Borrowers getting a Loan for Debt Reconciliation are interesting in paying down their loans and having a potentially lower interest rate. This implies that they are more responsible with their finances than someone getting a Personal Loan, which could cover anything from helping a friend to making an unnecessary purchase. We can see that “Other”, Personal and Business Loans are more likely to be Bad Loans, due to their uncertain and riskier nature.
In this plot we can clearly see three main conclusions gleaned from the univariate and bivariate analyses:
ACS’s positive correlation with LS - the higher the credit score, the higher the amount of Good Loans (and consequently the lower the amount of Bad Loans)
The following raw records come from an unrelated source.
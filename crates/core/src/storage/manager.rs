use crate::errors::CoreError;
use crate::models::expense::Expense;

use super::backend::KeyValueStore;

/// High-level storage operations: save/load the expense collection to/from
/// a single key of a key-value store.
pub struct StorageManager;

impl StorageManager {
    /// Serialize the full collection to the persisted JSON array.
    pub fn to_json(expenses: &[Expense]) -> Result<String, CoreError> {
        serde_json::to_string(expenses)
            .map_err(|e| CoreError::Serialization(format!("Failed to serialize expenses: {e}")))
    }

    /// Parse a persisted JSON array back into expenses.
    pub fn from_json(json: &str) -> Result<Vec<Expense>, CoreError> {
        let expenses: Vec<Expense> = serde_json::from_str(json)
            .map_err(|e| CoreError::Deserialization(format!("Failed to parse expenses: {e}")))?;
        Ok(expenses)
    }

    /// Load the saved collection.
    ///
    /// Never fails: a missing slot, a store read error or a value that does not
    /// parse all yield an empty collection. Whatever parses is trusted as-is.
    pub fn load<S: KeyValueStore + ?Sized>(store: &S, key: &str) -> Vec<Expense> {
        let raw = match store.get_item(key) {
            Ok(Some(raw)) => raw,
            Ok(None) => {
                tracing::debug!(key, "No saved expenses, starting empty");
                return Vec::new();
            }
            Err(e) => {
                tracing::warn!(key, error = %e, "Could not read saved expenses, starting empty");
                return Vec::new();
            }
        };

        match Self::from_json(&raw) {
            Ok(expenses) => {
                tracing::debug!(key, count = expenses.len(), "Loaded saved expenses");
                expenses
            }
            Err(e) => {
                tracing::warn!(key, error = %e, "Saved expenses are unreadable, starting empty");
                Vec::new()
            }
        }
    }

    /// Overwrite the persisted slot with the full collection.
    pub fn save<S: KeyValueStore + ?Sized>(
        store: &mut S,
        key: &str,
        expenses: &[Expense],
    ) -> Result<(), CoreError> {
        let json = Self::to_json(expenses)?;
        store.set_item(key, &json)
    }
}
APR’s negative correlation with LS- higher APR leads to less Good Loans (and consequently more Bad Loans). Note that Bad Loans do exist at higher ACS levels when APR is also high.
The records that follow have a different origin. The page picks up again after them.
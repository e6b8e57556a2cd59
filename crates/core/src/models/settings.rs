use serde::{Deserialize, Serialize};

/// Tracker configuration. Every field has a default, so a host may
/// deserialize a partial JSON object (or nothing at all).
#[derive(Debug, Clone, PartialEq, Serialize, Deserialize)]
#[serde(default)]
pub struct Settings {
    /// Key of the single persisted slot in the key-value store.
    pub storage_key: String,

    /// Number of most recent expenses shown while the list is collapsed.
    pub preview_len: usize,

    /// Prefix used for amounts on list rows (the total carries no symbol).
    pub currency_symbol: String,

    /// Fixed look of the daily totals bar chart.
    pub chart: ChartStyle,

    /// Workbook file and sheet naming.
    pub export: ExportSettings,
}

impl Default for Settings {
    fn default() -> Self {
        Self {
            storage_key: "expenses".to_string(),
            preview_len: 3,
            currency_symbol: "$".to_string(),
            chart: ChartStyle::default(),
            export: ExportSettings::default(),
        }
    }
}

#[derive(Debug, Clone, PartialEq, Serialize, Deserialize)]
#[serde(default)]
pub struct ChartStyle {
    pub dataset_label: String,
    pub background_color: String,
    pub border_color: String,
    pub border_width: u32,
}

impl Default for ChartStyle {
    fn default() -> Self {
        Self {
            dataset_label: "Expenses".to_string(),
            background_color: "#4cae4c".to_string(),
            border_color: "#5cb85c".to_string(),
            border_width: 1,
        }
    }
}

#[derive(Debug, Clone, PartialEq, Serialize, Deserialize)]
#[serde(default)]
pub struct ExportSettings {
    pub file_name: String,
    pub sheet_name: String,
}

impl Default for ExportSettings {
    fn default() -> Self {
        Self {
            file_name: "expenses.xlsx".to_string(),
            sheet_name: "Expenses".to_string(),
        }
    }
}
In this plot we can clearly see three main conclusions gleaned from the univariate and bivariate analyses:
TI’s negative correlation with LS - more inquiries generally means less Good Loans (and consequently more Bad Loans)
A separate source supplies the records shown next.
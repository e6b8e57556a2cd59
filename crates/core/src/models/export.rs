use chrono::NaiveDate;
use serde::{Deserialize, Serialize};

/// An expense as it appears in the exported workbook: the id is dropped.
///
/// Field order here is the column order of the sheet.
#[derive(Debug, Clone, PartialEq, Serialize, Deserialize)]
pub struct ExportRow {
    pub date: NaiveDate,
    pub item: String,
    pub amount: f64,
}

impl ExportRow {
    /// Column headers, derived from the field names.
    pub const HEADERS: [&'static str; 3] = ["date", "item", "amount"];
}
APR’s negative correlation with LS- higher APR leads to less Good Loans (and consequently more Bad Loans). Note that Bad Loans do exist at higher ACS levels when APR is also high.
Thus, we can conclude that Homeowners with high TI numbers have a stronger negative correlation with LS than Non-Homeowners.
The null hypothesis was stated in the beginning of this report.
“There is no relationship between a variable and a borrower’s ability to pay off a loan.”
My report clearly illustrates that this is not the case. We actually have the opposite problem, where there are infinitely many relationships between variables and a borrower’s ability to pay off a loan. The Prosper dataset was a very interesting project to tackle, with many possible avenues. I am happy with my choice of analyzing what factors would affect a borrower’s ability to pay back debt, since this is an issue that 99% of people in the world would encounter in their life.
Isolating the variables analyzed in this report is a very important first step which I initially failed to take. In doing so, I was constantly distracted with other factors that should not have been a part of this project. I am still not sure if using LoanStatus as the response variable was a mistake, due to its qualitative nature. Perhaps using quantitative variables would provide more concrete or accurate conclusions.
On the other hand, the Chi-square plots appeared to very clearly define which factors were more relevant, and which were not. This was especially helpful where there were large numbers of qualitative factors (e.g. BS, LC). However, it is difficult to reorder chi-square plots, especially by correlation.
I feel that I correctly chose most variables, but one I should pursue next time is LoanCreationYear. Loans were not issued out equally, and Prosper clearly adjusted their policies as the company matured. Perhaps filtering by year would be an interesting direction to take the report, since what financially affected people 10 years ago would be somewhat different from the financial issues people face today.